──────── Data shown ────────

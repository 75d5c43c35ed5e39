use alloc::boxed::Box;
use alloc::sync::Arc;
use core::any::{Any, TypeId, type_name};
use core::fmt;

use crate::descriptor::TypeDescriptor;
use crate::maskable::RecordVisitor;
use crate::{MaskError, MaskKind, Maskable, Record, ZeroCache};

// -----------------------------------------------------------------------------
// FieldAccess

/// Type-erased operations on one field of an owning record.
trait FieldAccess: Send + Sync {
    fn reset(&self, owner: &mut dyn Any, zeros: &ZeroCache) -> Result<(), MaskError>;

    fn descend(
        &self,
        owner: &mut dyn Any,
        visitor: &mut RecordVisitor<'_>,
    ) -> Result<(), MaskError>;
}

struct TypedAccessor<O, F> {
    get_mut: fn(&mut O) -> &mut F,
}

impl<O: Record, F: Maskable> TypedAccessor<O, F> {
    #[inline]
    fn field<'o>(&self, owner: &'o mut dyn Any) -> Result<&'o mut F, MaskError> {
        match owner.downcast_mut::<O>() {
            Some(owner) => Ok((self.get_mut)(owner)),
            None => Err(MaskError::UnexpectedKind {
                expected: type_name::<O>(),
            }),
        }
    }
}

impl<O: Record, F: Maskable> FieldAccess for TypedAccessor<O, F> {
    fn reset(&self, owner: &mut dyn Any, zeros: &ZeroCache) -> Result<(), MaskError> {
        *self.field(owner)? = F::zero_value(zeros);
        Ok(())
    }

    fn descend(
        &self,
        owner: &mut dyn Any,
        visitor: &mut RecordVisitor<'_>,
    ) -> Result<(), MaskError> {
        self.field(owner)?.visit_nested(visitor)
    }
}

// -----------------------------------------------------------------------------
// FieldDescriptor

/// One masked field of a record type.
pub struct FieldDescriptor {
    key: &'static str,
    name: &'static str,
    type_id: TypeId,
    type_name: &'static str,
    kind: MaskKind,
    child: Option<Arc<TypeDescriptor>>,
    access: Box<dyn FieldAccess>,
}

impl FieldDescriptor {
    pub(crate) fn new<O: Record, F: Maskable>(
        key: &'static str,
        name: &'static str,
        child: Option<Arc<TypeDescriptor>>,
        get_mut: fn(&mut O) -> &mut F,
    ) -> Self {
        Self {
            key,
            name,
            type_id: TypeId::of::<F>(),
            type_name: type_name::<F>(),
            kind: F::KIND,
            child,
            access: Box::new(TypedAccessor { get_mut }),
        }
    }

    /// The serialization key that paths refer to.
    #[inline]
    pub fn key(&self) -> &'static str {
        self.key
    }

    /// The field name as declared in Rust.
    #[inline]
    pub fn name(&self) -> &'static str {
        self.name
    }

    /// The [`TypeId`] of the declared field type.
    #[inline]
    pub fn type_id(&self) -> TypeId {
        self.type_id
    }

    #[inline]
    pub fn type_name(&self) -> &'static str {
        self.type_name
    }

    #[inline]
    pub fn kind(&self) -> MaskKind {
        self.kind
    }

    /// The descriptor of the record this field leads to, if any.
    #[inline]
    pub fn child(&self) -> Option<&Arc<TypeDescriptor>> {
        self.child.as_ref()
    }

    /// Replaces the field of `owner` with the zero value of its type.
    ///
    /// Fails with [`MaskError::UnexpectedKind`] if `owner` is not the record
    /// type this field belongs to.
    #[inline]
    pub fn reset(&self, owner: &mut dyn Any, zeros: &ZeroCache) -> Result<(), MaskError> {
        self.access.reset(owner, zeros)
    }

    /// Calls `visitor` with the record stored in the field of `owner`, if the
    /// field leads to one that is currently present.
    #[inline]
    pub fn descend(
        &self,
        owner: &mut dyn Any,
        visitor: &mut RecordVisitor<'_>,
    ) -> Result<(), MaskError> {
        self.access.descend(owner, visitor)
    }
}

impl fmt::Debug for FieldDescriptor {
    fn fmt(&self, f: &mut fmt::Formatter<'_>) -> fmt::Result {
        f.debug_struct("FieldDescriptor")
            .field("key", &self.key)
            .field("name", &self.name)
            .field("type_name", &self.type_name)
            .field("kind", &self.kind)
            .field("child", &self.child.as_ref().map(|c| c.type_name()))
            .finish()
    }
}
use alloc::boxed::Box;
use alloc::rc::Rc;
use alloc::sync::Arc;
use core::cell::RefCell;
use std::sync::{Mutex, PoisonError, RwLock};

use crate::descriptor::{DescriptorBuilder, TypeDescriptor};
use crate::maskable::RecordVisitor;
use crate::{MaskError, MaskKind, Maskable, ZeroCache};

// Every wrapper zeroes to a fresh wrapper around the zero of its content, so
// a reset never shares state with another field.

macro_rules! forward_descriptor {
    () => {
        #[inline]
        fn nested_descriptor(
            builder: &mut DescriptorBuilder<'_>,
        ) -> Result<Option<Arc<TypeDescriptor>>, MaskError> {
            if Self::KIND.is_nested() {
                T::nested_descriptor(builder)
            } else {
                Ok(None)
            }
        }
    };
}

// -----------------------------------------------------------------------------
// Pointers

impl<T: Maskable> Maskable for Box<T> {
    const KIND: MaskKind = T::KIND.behind_pointer();

    #[inline]
    fn zero_value(zeros: &ZeroCache) -> Self {
        Box::new(T::zero_value(zeros))
    }

    forward_descriptor!();

    #[inline]
    fn visit_nested(&mut self, visitor: &mut RecordVisitor<'_>) -> Result<(), MaskError> {
        if Self::KIND.is_nested() {
            (**self).visit_nested(visitor)
        } else {
            Ok(())
        }
    }
}

macro_rules! impl_shared_pointer {
    ($ptr:ident) => {
        impl<T: Maskable> Maskable for $ptr<T> {
            const KIND: MaskKind = T::KIND.behind_pointer();

            #[inline]
            fn zero_value(zeros: &ZeroCache) -> Self {
                $ptr::new(T::zero_value(zeros))
            }

            forward_descriptor!();

            /// A cell is reached through the shared reference. A record is
            /// only reached when this is the sole owner.
            fn visit_nested(&mut self, visitor: &mut RecordVisitor<'_>) -> Result<(), MaskError> {
                match T::KIND {
                    MaskKind::Cell => (**self).visit_shared(visitor),
                    MaskKind::Record => match $ptr::get_mut(self) {
                        Some(inner) => inner.visit_nested(visitor),
                        None => {
                            log::trace!(
                                "skipped shared `{}`",
                                core::any::type_name::<Self>()
                            );
                            Ok(())
                        }
                    },
                    _ => Ok(()),
                }
            }
        }
    };
}

impl_shared_pointer!(Arc);
impl_shared_pointer!(Rc);

// -----------------------------------------------------------------------------
// Cells

impl<T: Maskable> Maskable for Mutex<T> {
    const KIND: MaskKind = T::KIND.behind_cell();

    #[inline]
    fn zero_value(zeros: &ZeroCache) -> Self {
        Mutex::new(T::zero_value(zeros))
    }

    forward_descriptor!();

    fn visit_nested(&mut self, visitor: &mut RecordVisitor<'_>) -> Result<(), MaskError> {
        if !Self::KIND.is_nested() {
            return Ok(());
        }
        self.get_mut()
            .unwrap_or_else(PoisonError::into_inner)
            .visit_nested(visitor)
    }

    fn visit_shared(&self, visitor: &mut RecordVisitor<'_>) -> Result<(), MaskError> {
        if !Self::KIND.is_nested() {
            return Ok(());
        }
        let mut guard = self.lock().unwrap_or_else(PoisonError::into_inner);
        guard.visit_nested(visitor)
    }
}

impl<T: Maskable> Maskable for RwLock<T> {
    const KIND: MaskKind = T::KIND.behind_cell();

    #[inline]
    fn zero_value(zeros: &ZeroCache) -> Self {
        RwLock::new(T::zero_value(zeros))
    }

    forward_descriptor!();

    fn visit_nested(&mut self, visitor: &mut RecordVisitor<'_>) -> Result<(), MaskError> {
        if !Self::KIND.is_nested() {
            return Ok(());
        }
        self.get_mut()
            .unwrap_or_else(PoisonError::into_inner)
            .visit_nested(visitor)
    }

    fn visit_shared(&self, visitor: &mut RecordVisitor<'_>) -> Result<(), MaskError> {
        if !Self::KIND.is_nested() {
            return Ok(());
        }
        let mut guard = self.write().unwrap_or_else(PoisonError::into_inner);
        guard.visit_nested(visitor)
    }
}

impl<T: Maskable> Maskable for RefCell<T> {
    const KIND: MaskKind = T::KIND.behind_cell();

    #[inline]
    fn zero_value(zeros: &ZeroCache) -> Self {
        RefCell::new(T::zero_value(zeros))
    }

    forward_descriptor!();

    fn visit_nested(&mut self, visitor: &mut RecordVisitor<'_>) -> Result<(), MaskError> {
        if !Self::KIND.is_nested() {
            return Ok(());
        }
        self.get_mut().visit_nested(visitor)
    }

    /// A value that is already borrowed elsewhere is skipped.
    fn visit_shared(&self, visitor: &mut RecordVisitor<'_>) -> Result<(), MaskError> {
        if !Self::KIND.is_nested() {
            return Ok(());
        }
        match self.try_borrow_mut() {
            Ok(mut inner) => inner.visit_nested(visitor),
            Err(_) => Ok(()),
        }
    }
}

// -----------------------------------------------------------------------------
// Option

impl<T: Maskable> Maskable for Option<T> {
    const KIND: MaskKind = T::KIND.behind_option();

    #[inline]
    fn zero_value(_: &ZeroCache) -> Self {
        None
    }

    forward_descriptor!();

    #[inline]
    fn visit_nested(&mut self, visitor: &mut RecordVisitor<'_>) -> Result<(), MaskError> {
        match self {
            Some(inner) if Self::KIND.is_nested() => inner.visit_nested(visitor),
            _ => Ok(()),
        }
    }
}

────────

Your objective
Look through the material and find each line that includes "child", then copy it.

Output for this exercise
    child: Option<Arc<TypeDescriptor>>,
        child: Option<Arc<TypeDescriptor>>,
            child,
    pub fn child(&self) -> Option<&Arc<TypeDescriptor>> {
        self.child.as_ref()
            .field("child", &self.child.as_ref().map(|c| c.type_name()))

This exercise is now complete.